The tone: Two hundred years have passed since an alternate version of Earth was destroyed in pieces: most of the world is an irradiated wasteland filled with demons and monsters of various kinds. The only real humans left are the Brotherhood of Steel, a techno-military cult dedicated to preserving humanity's lingering artifacts, and the Vault Dwellers, sheltered, two-shoe types who lived throughout the centuries in the Vaults. hermetically sealed until the end. The day has come to repopulate the planet with its utopian community.
But when Vault 33 is attacked by raiders and Vault Overseer Hank (Kyle MacLachlan) is kidnapped, his daughter Lucy (Ella Purnell) ventures into the wasteland to retrieve him, with nothing but her wits, her ideals and her trusty Pip. -Boy. Along the way, she will cross paths with a rebel Brotherhood soldier (Aaron Moten's Maximus) and a Ghoul bounty hunter (Walton Goggins) with a pre-war past, as the three pursue a secret that could change the face of the Brotherhood. . new world forever.
Fall Out (the) boys: Video game adaptations on television used to be a losing proposition: now, in the era of HBO The last of us and (to a lesser extent) Paramount+ aura, the prospect is not so terrifying. It's also fortunate, since Amazon MGM Studios seems to have taken the perfect direction for a series with a world as solid as Fall's: Stay true to the tone and iconography of the original games, give it a big budget, and create a story that uses its Nuclear Age architectural imagery to reflect on humanity's unique ability to destroy itself.
To that end, it makes sense that this adaptation would be executive produced by Western world creators Lisa Joy and Jonathan Nolan. Like the previous show, this one also plunges humanity into a techno-apocalypse, with different factions fighting over whether humanity deserves to live with its terrifying mistakes. (We even have an unstoppable black-hatted cowboy in Goggins' Ghoul, whose acidic quills purr with a pathos that becomes clearer the more we get to know him.)

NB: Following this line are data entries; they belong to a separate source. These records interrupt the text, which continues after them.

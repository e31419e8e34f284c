use axum::{
    middleware,
    routing::{get, patch},
    Router,
};

use booking_cell::BookingState;
use shared_utils::extractor::auth_middleware;

use crate::handlers;

/// Administrative surface; every route requires an authenticated session.
pub fn admin_routes(state: BookingState) -> Router {
    Router::new()
        .route(
            "/reservations",
            get(handlers::list_reservations).post(handlers::create_reservation),
        )
        .route("/reservations/export", get(handlers::export_reservations))
        .route(
            "/reservations/{reservation_id}",
            patch(handlers::update_reservation).delete(handlers::delete_reservation),
        )
        .route(
            "/reservations/{reservation_id}/confirm",
            patch(handlers::confirm_reservation),
        )
        .layer(middleware::from_fn_with_state(
            state.config.clone(),
            auth_middleware,
        ))
        .with_state(state)
}
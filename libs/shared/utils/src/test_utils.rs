use std::sync::Arc;

use base64::{engine::general_purpose::URL_SAFE_NO_PAD, Engine};
use chrono::{Duration, Utc};
use hmac::{Hmac, Mac};
use serde_json::{json, Value};
use sha2::Sha256;
use uuid::Uuid;

use shared_config::{AppConfig, ScheduleConfig};
use shared_models::auth::User;

pub struct TestConfig {
    pub jwt_secret: String,
    pub supabase_url: String,
    pub supabase_anon_key: String,
    pub schedule: ScheduleConfig,
}

impl Default for TestConfig {
    fn default() -> Self {
        Self {
            jwt_secret: "test-secret-key-for-jwt-validation-must-be-long-enough".to_string(),
            supabase_url: "http://localhost:54321".to_string(),
            supabase_anon_key: "test-anon-key".to_string(),
            schedule: ScheduleConfig::default(),
        }
    }
}

impl TestConfig {
    /// Config pointing at a mock store (usually a wiremock server URI).
    pub fn with_store_url(url: &str) -> Self {
        Self {
            supabase_url: url.to_string(),
            ..Self::default()
        }
    }

    pub fn to_app_config(&self) -> AppConfig {
        AppConfig {
            supabase_url: self.supabase_url.clone(),
            supabase_anon_key: self.supabase_anon_key.clone(),
            supabase_jwt_secret: self.jwt_secret.clone(),
            clinic_timezone: chrono_tz::Europe::Bucharest,
            schedule: self.schedule,
        }
    }

    pub fn to_arc(&self) -> Arc<AppConfig> {
        Arc::new(self.to_app_config())
    }
}

pub struct TestUser {
    pub id: String,
    pub email: String,
    pub role: String,
}

impl Default for TestUser {
    fn default() -> Self {
        Self::admin("admin@example.com")
    }
}

impl TestUser {
    pub fn new(email: &str, role: &str) -> Self {
        Self {
            id: Uuid::new_v4().to_string(),
            email: email.to_string(),
            role: role.to_string(),
        }
    }

    pub fn admin(email: &str) -> Self {
        Self::new(email, "admin")
    }

    pub fn to_user(&self) -> User {
        User {
            id: self.id.clone(),
            email: Some(self.email.clone()),
            role: Some(self.role.clone()),
            metadata: None,
            created_at: Some(Utc::now()),
        }
    }
}

pub struct JwtTestUtils;

impl JwtTestUtils {
    pub fn create_test_token(user: &TestUser, secret: &str, exp_hours: Option<i64>) -> String {
        let now = Utc::now();
        let exp = now + Duration::hours(exp_hours.unwrap_or(24));

        let header = json!({ "alg": "HS256", "typ": "JWT" });
        let claims = json!({
            "sub": user.id,
            "email": user.email,
            "role": user.role,
            "iat": now.timestamp(),
            "exp": exp.timestamp(),
        });

        let header_b64 = URL_SAFE_NO_PAD.encode(header.to_string());
        let claims_b64 = URL_SAFE_NO_PAD.encode(claims.to_string());
        let signing_input = format!("{}.{}", header_b64, claims_b64);

        let mut mac = Hmac::<Sha256>::new_from_slice(secret.as_bytes())
            .expect("HMAC accepts any key length");
        mac.update(signing_input.as_bytes());
        let signature = URL_SAFE_NO_PAD.encode(mac.finalize().into_bytes());

        format!("{}.{}", signing_input, signature)
    }
}

/// Canned PostgREST row payloads for wiremock-backed tests.
pub struct MockStoreResponses;

impl MockStoreResponses {
    pub fn reservation_row(
        id: i64,
        patient_name: &str,
        practitioner_id: &str,
        date: &str,
        time: &str,
        status: &str,
    ) -> Value {
        json!({
            "id": id,
            "patient_name": patient_name,
            "phone": "+40 700 000 000",
            "practitioner_id": practitioner_id,
            "service_id": "consultation",
            "date": date,
            "time": time,
            "status": status,
            "created_at": "2026-01-15T09:30:00Z"
        })
    }

    pub fn practitioner_row(id: i64, name: &str, specialty: Option<&str>) -> Value {
        json!({
            "id": id,
            "name": name,
            "specialty": specialty,
            "created_at": "2026-01-10T08:00:00Z"
        })
    }
}
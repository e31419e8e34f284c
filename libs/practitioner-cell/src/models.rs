use chrono::{DateTime, Utc};
use serde::{Deserialize, Serialize};
use thiserror::Error;

use shared_models::error::AppError;

/// A bookable member of the clinic staff. Lightly managed reference data.
#[derive(Debug, Clone, Serialize, Deserialize)]
pub struct Practitioner {
    pub id: i64,
    pub name: String,
    pub specialty: Option<String>,
    pub created_at: Option<DateTime<Utc>>,
}

#[derive(Debug, Clone, Serialize, Deserialize)]
pub struct CreatePractitionerRequest {
    pub name: String,
    pub specialty: Option<String>,
}

#[derive(Debug, Error)]
pub enum PractitionerError {
    #[error("Practitioner not found")]
    NotFound,

    #[error("Validation error: {0}")]
    ValidationError(String),

    #[error("Reservation store is unavailable: {0}")]
    StoreUnavailable(String),

    #[error("Database error: {0}")]
    DatabaseError(String),
}

impl From<PractitionerError> for AppError {
    fn from(err: PractitionerError) -> Self {
        let message = err.to_string();
        match err {
            PractitionerError::NotFound => AppError::NotFound(message),
            PractitionerError::ValidationError(_) => AppError::ValidationError(message),
            PractitionerError::StoreUnavailable(_) => AppError::ExternalService(message),
            PractitionerError::DatabaseError(_) => AppError::Database(message),
        }
    }
}
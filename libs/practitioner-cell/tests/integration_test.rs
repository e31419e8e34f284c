use axum::{
    body::Body,
    http::{Request, StatusCode},
    Router,
};
use tower::ServiceExt;
use wiremock::matchers::{method, path, query_param};
use wiremock::{Mock, MockServer, ResponseTemplate};

use practitioner_cell::router::practitioner_routes;
use shared_utils::test_utils::{JwtTestUtils, MockStoreResponses, TestConfig, TestUser};

fn test_app(mock_server: &MockServer) -> (Router, String) {
    let config = TestConfig::with_store_url(&mock_server.uri());
    let admin = TestUser::default();
    let token = JwtTestUtils::create_test_token(&admin, &config.jwt_secret, None);

    (practitioner_routes(config.to_arc()), token)
}

#[tokio::test]
async fn the_roster_is_public_and_ordered_by_name() {
    let mock_server = MockServer::start().await;

    Mock::given(method("GET"))
        .and(path("/rest/v1/practitioners"))
        .and(query_param("order", "name.asc"))
        .respond_with(ResponseTemplate::new(200).set_body_json(serde_json::json!([
            MockStoreResponses::practitioner_row(1, "Dr. Adrian Ionescu", Some("Orthodontist")),
            MockStoreResponses::practitioner_row(2, "Dr. Alexandru Popescu", None),
        ])))
        .mount(&mock_server)
        .await;

    let (app, _token) = test_app(&mock_server);
    let response = app
        .oneshot(Request::builder().uri("/").body(Body::empty()).unwrap())
        .await
        .unwrap();

    assert_eq!(response.status(), StatusCode::OK);
    let bytes = axum::body::to_bytes(response.into_body(), usize::MAX).await.unwrap();
    let listing: serde_json::Value = serde_json::from_slice(&bytes).unwrap();
    assert_eq!(listing["total"], 2);
    assert_eq!(listing["practitioners"][0]["name"], "Dr. Adrian Ionescu");
}

#[tokio::test]
async fn creating_requires_an_authenticated_session() {
    let mock_server = MockServer::start().await;
    let (app, _token) = test_app(&mock_server);

    let response = app
        .oneshot(
            Request::builder()
                .method("POST")
                .uri("/")
                .header("content-type", "application/json")
                .body(Body::from(r#"{"name":"Dr. Maria Marinescu"}"#))
                .unwrap(),
        )
        .await
        .unwrap();

    assert_eq!(response.status(), StatusCode::UNAUTHORIZED);
}

#[tokio::test]
async fn an_admin_can_add_a_practitioner() {
    let mock_server = MockServer::start().await;

    Mock::given(method("POST"))
        .and(path("/rest/v1/practitioners"))
        .respond_with(ResponseTemplate::new(201).set_body_json(serde_json::json!([
            MockStoreResponses::practitioner_row(3, "Dr. Maria Marinescu", Some("Oral Surgeon")),
        ])))
        .mount(&mock_server)
        .await;

    let (app, token) = test_app(&mock_server);
    let response = app
        .oneshot(
            Request::builder()
                .method("POST")
                .uri("/")
                .header("Authorization", format!("Bearer {}", token))
                .header("content-type", "application/json")
                .body(Body::from(
                    r#"{"name":"Dr. Maria Marinescu","specialty":"Oral Surgeon"}"#,
                ))
                .unwrap(),
        )
        .await
        .unwrap();

    assert_eq!(response.status(), StatusCode::CREATED);
    let bytes = axum::body::to_bytes(response.into_body(), usize::MAX).await.unwrap();
    let practitioner: serde_json::Value = serde_json::from_slice(&bytes).unwrap();
    assert_eq!(practitioner["id"], 3);
}

#[tokio::test]
async fn a_blank_name_is_rejected() {
    let mock_server = MockServer::start().await;
    let (app, token) = test_app(&mock_server);

    let response = app
        .oneshot(
            Request::builder()
                .method("POST")
                .uri("/")
                .header("Authorization", format!("Bearer {}", token))
                .header("content-type", "application/json")
                .body(Body::from(r#"{"name":"   "}"#))
                .unwrap(),
        )
        .await
        .unwrap();

    assert_eq!(response.status(), StatusCode::BAD_REQUEST);
}

#[tokio::test]
async fn deleting_an_unknown_practitioner_is_not_found() {
    let mock_server = MockServer::start().await;

    Mock::given(method("DELETE"))
        .and(path("/rest/v1/practitioners"))
        .respond_with(ResponseTemplate::new(200).set_body_json(serde_json::json!([])))
        .mount(&mock_server)
        .await;

    let (app, token) = test_app(&mock_server);
    let response = app
        .oneshot(
            Request::builder()
                .method("DELETE")
                .uri("/99")
                .header("Authorization", format!("Bearer {}", token))
                .body(Body::empty())
                .unwrap(),
        )
        .await
        .unwrap();

    assert_eq!(response.status(), StatusCode::NOT_FOUND);
}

Not your vault: However, in keeping with the games' fun tone, Amazon smartly sharpens its Boys-level knives, generating plenty of over-the-top gore and dark jokes along the way. There are jokes about bottle caps as currency, The Ghoul's gun cutting deliciously huge holes in his targets, and enough foot-related mutilations to haunt Quentin Tarantino's worst nightmares.
Purnell's Lucy is a straight woman perfect for this cynical world she's entered, an idealistic hall monitor who spends the first half of the season horrified that no one follows the golden rule anymore. (Her journey to come to terms with that chaos and forge a new path for herself makes her more than compelling.)